The collaboration developed by Clint and his carers did not result in eliminating constraint, but relegated it so much that it is forgotten. One does not delegate his body to others as one might with a car that needs fixed. The routine that removes the delegated constraint requires continuous monitoring by Clint. Caregivers do not always do exactly what is needed. The slightest awkwardness reminds him of his body's powerlessness, that others have in their hands, and his ‘decision-making capabilities’ are brutally employed to their limits. Finally, in the long term, the division of labour that we observe in the moment was not given at the start, it is the result of a crossed-learning as much on the part of Clint, for acceptance, as on that of the caregivers, who are initially suspicious and anxious not to be ‘instrumentalised’. The fact that it took constant effort from Clint and his helpers, proves ab absurdo the constraining nature of common practices that simply never appeared before someone like Clint gradually imposed other ways of carrying out treatment, that involve letting the patient define their needs for themselves.
Furthermore, Clint does not always get things right. He also manages a relationship and must compromise. More than a freedom from constraint, it is right to analyse the case as a fight to push it back, reallocate it differently, by pointing to the ability to split into two roles that allows Clint to be on side with his own caregivers and implement joint management of the constraint situation. In this sense, his case is effectively rare: such collaboration is not easy to build. All caregivers do not have the same tact nor the same affinity with their patient. It takes very little in these situations where tactlessness gives rise to constraint. And one cannot ask carers to be tactful, that in itself would not be tactful. So it is in the unspoken, in allusion, via indirectness, that these things are expressed. Clint himself must not just say what he wants and rather learn how to say things: ‘Patients must employ a psychological approach toward caregivers in order to successfully get what they want’.
An art of composing
Using collaboration to make constraint bearable is not always successful.
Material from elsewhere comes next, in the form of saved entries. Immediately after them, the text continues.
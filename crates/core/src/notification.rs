use serde::Serialize;

#[derive(Debug, Clone, Copy, PartialEq, Eq, Serialize)]
#[serde(rename_all = "lowercase")]
pub enum NotificationKind {
    Success,
    Error,
}

/// User-visible toast raised by console and intake operations
#[derive(Debug, Clone, PartialEq, Eq, Serialize)]
pub struct Notification {
    pub kind: NotificationKind,
    pub title: String,
    pub description: String,
}

impl Notification {
    pub fn success(title: impl Into<String>, description: impl Into<String>) -> Self {
        Self {
            kind: NotificationKind::Success,
            title: title.into(),
            description: description.into(),
        }
    }

    pub fn error(description: impl Into<String>) -> Self {
        Self {
            kind: NotificationKind::Error,
            title: "Error".to_string(),
            description: description.into(),
        }
    }

    #[must_use]
    pub fn is_error(&self) -> bool {
        self.kind == NotificationKind::Error
    }
}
In many cases, carers and patients do not share the same point of view. Caregivers are there in fact to support patients in achieving various tasks of their daily lives, but also to ensure that the assisted persons are acting in the direction of their best interests. If professionals recognise that the patients are the best judges on the matter, they can also think that the decisions they take or threaten to take are contrary to the patients’ interests. Simply following the patients’ decisions, whatever they may be, would be satisfying one's self with a lazy definition of the principle of autonomy, notably when they are vulnerable and their capacities for discernment are weakened. Caregivers emphasise dialogue and persuasion to get patients to freely accept and submit to the constraints their situations demand and to continue to take treatment, have basic hygiene, a balanced diet, manage their budget, etc. Still, if a lot of resources are mobilised under these arguments, they may nevertheless seem like imposed norms. For caregivers, one of the challenges is how to combine constraint and autonomy, underpinning the exercise of any possible constraint with the decision of the person being helped, that is to accompany the internalisation of certain constraints and thus increase their capacity for action or their capabilities (Nussbaum 2000), without restricting their freedom.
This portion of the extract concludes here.